- **PROBLEM STATEMENT**: State only the count of lines in the listing below that hold "missing".

# # # # #

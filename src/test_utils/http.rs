use axum::{body::Body, response::Response};

#[track_caller]
pub(crate) fn assert_content_type(response: &Response<Body>, content_type: &str) {
    let content_type_header = response
        .headers()
        .get("content-type")
        .expect("content-type header missing");
    assert_eq!(content_type_header, content_type);
}

#[track_caller]
pub(crate) fn get_header(response: &Response<Body>, header_name: &str) -> String {
    let header_error_message = format!("Headers missing {header_name}");

    response
        .headers()
        .get(header_name)
        .expect(&header_error_message)
        .to_str()
        .expect("Could not convert to str")
        .to_string()
}

#[track_caller]
pub(crate) fn assert_hx_redirect(response: &Response<Body>, endpoint: &str) {
    assert_eq!(get_header(response, "hx-redirect"), endpoint);
}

# # # # #

- **RESPONSE BELOW**: 2